_WHAT THE TASK ASKS_
Exactly as written, output each of the entries below.

_EXCERPTED DATA_
//! Template catalog
//!
//! The parts a counter is assembled from live in a drawing. This crate never
//! reads the drawing itself; it works from a catalog describing it: the
//! document size, each part's bounding rectangle and inline style, the ids of
//! colour/gradient definitions, and the optional list of layout boxes.
//!
//! The catalog is JSON. Part geometry can additionally be merged from the
//! `id,x,y,w,h` table an `inkscape --query-all` run prints.

use crate::layout::Rect;
use crate::tabular::{self, Row};
use serde::{Deserialize, Serialize};
use std::collections::{BTreeMap, BTreeSet};
use std::fs;
use std::path::{Path, PathBuf};

#[derive(Debug, thiserror::Error)]
pub enum TemplateError {
    #[error("cannot read template {path}: {source}")]
    Io {
        path: PathBuf,
        source: std::io::Error,
    },

    #[error("invalid template: {0}")]
    Json(#[from] serde_json::Error),
}

#[derive(Debug, Clone, Default, PartialEq, Serialize, Deserialize)]
pub struct TemplatePart {
    #[serde(flatten)]
    pub rect: Rect,
    #[serde(default, skip_serializing_if = "Option::is_none")]
    pub style: Option<String>,
}

#[derive(Debug, Clone, Default, PartialEq, Serialize, Deserialize)]
pub struct Template {
    pub width: f64,
    pub height: f64,
    #[serde(default)]
    pub parts: BTreeMap<String, TemplatePart>,
    #[serde(default)]
    pub definitions: BTreeSet<String>,
    /// Layout boxes, in placement order
    #[serde(default)]
    pub layout: Vec<Rect>,
}

impl Template {
    pub fn new(width: f64, height: f64) -> Self {
        Template {
            width,
            height,
            ..Default::default()
        }
    }

    pub fn from_json(source: &str) -> Result<Self, TemplateError> {
        Ok(serde_json::from_str(source)?)
    }

    pub fn from_path<P: AsRef<Path>>(path: P) -> Result<Self, TemplateError> {
        let path = path.as_ref();
        let source = fs::read_to_string(path).map_err(|source| TemplateError::Io {
            path: path.to_path_buf(),
            source,
        })?;
        Self::from_json(&source)
    }

    pub fn with_part(mut self, id: &str, rect: Rect) -> Self {
        self.parts.insert(
            id.to_string(),
            TemplatePart {
                rect,
                ..Default::default()
            },
        );
        self
    }

    pub fn with_style(mut self, id: &str, style: &str) -> Self {
        self.parts.entry(id.to_string()).or_default().style = Some(style.to_string());
        self
    }

    pub fn with_definition(mut self, id: &str) -> Self {
        self.definitions.insert(id.to_string());
        self
    }

    pub fn with_box(mut self, rect: Rect) -> Self {
        self.layout.push(rect);
        self
    }

    /// Merge geometry from `id,x,y,w,h` rows. Rows of any other shape, or
    /// with non-numeric coordinates, are skipped. Returns the merged count.
    pub fn merge_query_all(&mut self, rows: &[Row]) -> usize {
        let mut merged = 0;
        for row in rows {
            if row.len() != 5 {
                continue;
            }
            let coords: Option<Vec<f64>> = row[1..].iter().map(|c| c.trim().parse().ok()).collect();
            let Some(c) = coords else {
                log::debug!("template: skipping query row {:?}", row);
                continue;
            };
            self.parts.entry(row[0].clone()).or_default().rect = Rect::new(c[0], c[1], c[2], c[3]);
            merged += 1;
        }
        merged
    }

    /// Read and merge an `inkscape --query-all` dump.
    pub fn merge_query_all_source(&mut self, source: &str) -> usize {
        let rows = tabular::read_rows_with(source, tabular::Delimiter::Comma);
        self.merge_query_all(&rows)
    }

    pub fn part(&self, id: &str) -> Option<&TemplatePart> {
        self.parts.get(id)
    }

    pub fn style_of(&self, id: &str) -> Option<&str> {
        self.parts.get(id)?.style.as_deref()
    }

    pub fn has_definition(&self, id: &str) -> bool {
        self.definitions.contains(id)
    }

    /// Boxes to fill, in order. Without an explicit layout the whole
    /// document is one box, inset by the registration mark length so the
    /// marks stay on the page.
    pub fn boxes(&self, registration_marks_len: f64) -> Vec<Rect> {
        if !self.layout.is_empty() {
            return self.layout.clone();
        }
        let page = Rect::new(0.0, 0.0, self.width, self.height);
        if registration_marks_len > 0.0 {
            vec![page.inset(registration_marks_len)]
        } else {
            vec![page]
        }
    }
}

#[cfg(test)]
mod tests {
    use super::*;

    #[test]
    fn test_from_json() {
        let t = Template::from_json(
            r#"{
                "width": 200, "height": 100,
                "parts": {"unit": {"x": 1, "y": 2, "w": 30, "h": 40, "style": "fill:red"}},
                "definitions": ["grad"],
                "layout": [{"x": 0, "y": 0, "w": 100, "h": 100}]
            }"#,
        )
        .unwrap();
        assert_eq!(t.part("unit").unwrap().rect, Rect::new(1.0, 2.0, 30.0, 40.0));
        assert_eq!(t.style_of("unit"), Some("fill:red"));
        assert!(t.has_definition("grad"));
        assert_eq!(t.boxes(10.0), vec![Rect::new(0.0, 0.0, 100.0, 100.0)]);
    }

    #[test]
    fn test_default_box_is_inset_page() {
        let t = Template::new(200.0, 100.0);
        assert_eq!(t.boxes(0.0), vec![Rect::new(0.0, 0.0, 200.0, 100.0)]);
        assert_eq!(t.boxes(5.0), vec![Rect::new(5.0, 5.0, 190.0, 90.0)]);
    }

    #[test]
    fn test_layout_boxes_keep_order() {
        let t = Template::new(200.0, 100.0)
            .with_box(Rect::new(100.0, 0.0, 100.0, 100.0))
            .with_box(Rect::new(0.0, 0.0, 100.0, 100.0));
        let boxes = t.boxes(5.0);
        assert_eq!(boxes.len(), 2);
        assert_eq!(boxes[0].x, 100.0);
    }

    #[test]
    fn test_merge_query_all() {
        let mut t = Template::new(10.0, 10.0).with_style("a", "fill:blue");
        let merged = t.merge_query_all_source("a,1,2,3,4\nsvg2,0,0,10,10\nbroken,x,1,1,1\nshort,1\n");
        assert_eq!(merged, 2);
        assert_eq!(t.part("a").unwrap().rect, Rect::new(1.0, 2.0, 3.0, 4.0));
        assert_eq!(t.style_of("a"), Some("fill:blue"));
        assert!(t.part("broken").is_none());
    }
}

_TASK SOLUTION_
//! Template catalog
//!
//! The parts a counter is assembled from live in a drawing. This crate never
//! reads the drawing itself; it works from a catalog describing it: the
//! document size, each part's bounding rectangle and inline style, the ids of
//! colour/gradient definitions, and the optional list of layout boxes.
//!
//! The catalog is JSON. Part geometry can additionally be merged from the
//! `id,x,y,w,h` table an `inkscape --query-all` run prints.

use crate::layout::Rect;
use crate::tabular::{self, Row};
use serde::{Deserialize, Serialize};
use std::collections::{BTreeMap, BTreeSet};
use std::fs;
use std::path::{Path, PathBuf};

#[derive(Debug, thiserror::Error)]
pub enum TemplateError {
    #[error("cannot read template {path}: {source}")]
    Io {
        path: PathBuf,
        source: std::io::Error,
    },

    #[error("invalid template: {0}")]
    Json(#[from] serde_json::Error),
}

#[derive(Debug, Clone, Default, PartialEq, Serialize, Deserialize)]
pub struct TemplatePart {
    #[serde(flatten)]
    pub rect: Rect,
    #[serde(default, skip_serializing_if = "Option::is_none")]
    pub style: Option<String>,
}

#[derive(Debug, Clone, Default, PartialEq, Serialize, Deserialize)]
pub struct Template {
    pub width: f64,
    pub height: f64,
    #[serde(default)]
    pub parts: BTreeMap<String, TemplatePart>,
    #[serde(default)]
    pub definitions: BTreeSet<String>,
    /// Layout boxes, in placement order
    #[serde(default)]
    pub layout: Vec<Rect>,
}

impl Template {
    pub fn new(width: f64, height: f64) -> Self {
        Template {
            width,
            height,
            ..Default::default()
        }
    }

    pub fn from_json(source: &str) -> Result<Self, TemplateError> {
        Ok(serde_json::from_str(source)?)
    }

    pub fn from_path<P: AsRef<Path>>(path: P) -> Result<Self, TemplateError> {
        let path = path.as_ref();
        let source = fs::read_to_string(path).map_err(|source| TemplateError::Io {
            path: path.to_path_buf(),
            source,
        })?;
        Self::from_json(&source)
    }

    pub fn with_part(mut self, id: &str, rect: Rect) -> Self {
        self.parts.insert(
            id.to_string(),
            TemplatePart {
                rect,
                ..Default::default()
            },
        );
        self
    }

    pub fn with_style(mut self, id: &str, style: &str) -> Self {
        self.parts.entry(id.to_string()).or_default().style = Some(style.to_string());
        self
    }

    pub fn with_definition(mut self, id: &str) -> Self {
        self.definitions.insert(id.to_string());
        self
    }

    pub fn with_box(mut self, rect: Rect) -> Self {
        self.layout.push(rect);
        self
    }

    /// Merge geometry from `id,x,y,w,h` rows. Rows of any other shape, or
    /// with non-numeric coordinates, are skipped. Returns the merged count.
    pub fn merge_query_all(&mut self, rows: &[Row]) -> usize {
        let mut merged = 0;
        for row in rows {
            if row.len() != 5 {
                continue;
            }
            let coords: Option<Vec<f64>> = row[1..].iter().map(|c| c.trim().parse().ok()).collect();
            let Some(c) = coords else {
                log::debug!("template: skipping query row {:?}", row);
                continue;
            };
            self.parts.entry(row[0].clone()).or_default().rect = Rect::new(c[0], c[1], c[2], c[3]);
            merged += 1;
        }
        merged
    }

    /// Read and merge an `inkscape --query-all` dump.
    pub fn merge_query_all_source(&mut self, source: &str) -> usize {
        let rows = tabular::read_rows_with(source, tabular::Delimiter::Comma);
        self.merge_query_all(&rows)
    }

    pub fn part(&self, id: &str) -> Option<&TemplatePart> {
        self.parts.get(id)
    }

    pub fn style_of(&self, id: &str) -> Option<&str> {
        self.parts.get(id)?.style.as_deref()
    }

    pub fn has_definition(&self, id: &str) -> bool {
        self.definitions.contains(id)
    }

    /// Boxes to fill, in order. Without an explicit layout the whole
    /// document is one box, inset by the registration mark length so the
    /// marks stay on the page.
    pub fn boxes(&self, registration_marks_len: f64) -> Vec<Rect> {
        if !self.layout.is_empty() {
            return self.layout.clone();
        }
        let page = Rect::new(0.0, 0.0, self.width, self.height);
        if registration_marks_len > 0.0 {
            vec![page.inset(registration_marks_len)]
        } else {
            vec![page]
        }
    }
}

#[cfg(test)]
mod tests {
    use super::*;

    #[test]
    fn test_from_json() {
        let t = Template::from_json(
            r#"{
                "width": 200, "height": 100,
                "parts": {"unit": {"x": 1, "y": 2, "w": 30, "h": 40, "style": "fill:red"}},
                "definitions": ["grad"],
                "layout": [{"x": 0, "y": 0, "w": 100, "h": 100}]
            }"#,
        )
        .unwrap();
        assert_eq!(t.part("unit").unwrap().rect, Rect::new(1.0, 2.0, 30.0, 40.0));
        assert_eq!(t.style_of("unit"), Some("fill:red"));
        assert!(t.has_definition("grad"));
        assert_eq!(t.boxes(10.0), vec![Rect::new(0.0, 0.0, 100.0, 100.0)]);
    }

    #[test]
    fn test_default_box_is_inset_page() {
        let t = Template::new(200.0, 100.0);
        assert_eq!(t.boxes(0.0), vec![Rect::new(0.0, 0.0, 200.0, 100.0)]);
        assert_eq!(t.boxes(5.0), vec![Rect::new(5.0, 5.0, 190.0, 90.0)]);
    }

    #[test]
    fn test_layout_boxes_keep_order() {
        let t = Template::new(200.0, 100.0)
            .with_box(Rect::new(100.0, 0.0, 100.0, 100.0))
            .with_box(Rect::new(0.0, 0.0, 100.0, 100.0));
        let boxes = t.boxes(5.0);
        assert_eq!(boxes.len(), 2);
        assert_eq!(boxes[0].x, 100.0);
    }

    #[test]
    fn test_merge_query_all() {
        let mut t = Template::new(10.0, 10.0).with_style("a", "fill:blue");
        let merged = t.merge_query_all_source("a,1,2,3,4\nsvg2,0,0,10,10\nbroken,x,1,1,1\nshort,1\n");
        assert_eq!(merged, 2);
        assert_eq!(t.part("a").unwrap().rect, Rect::new(1.0, 2.0, 3.0, 4.0));
        assert_eq!(t.style_of("a"), Some("fill:blue"));
        assert!(t.part("broken").is_none());
    }
}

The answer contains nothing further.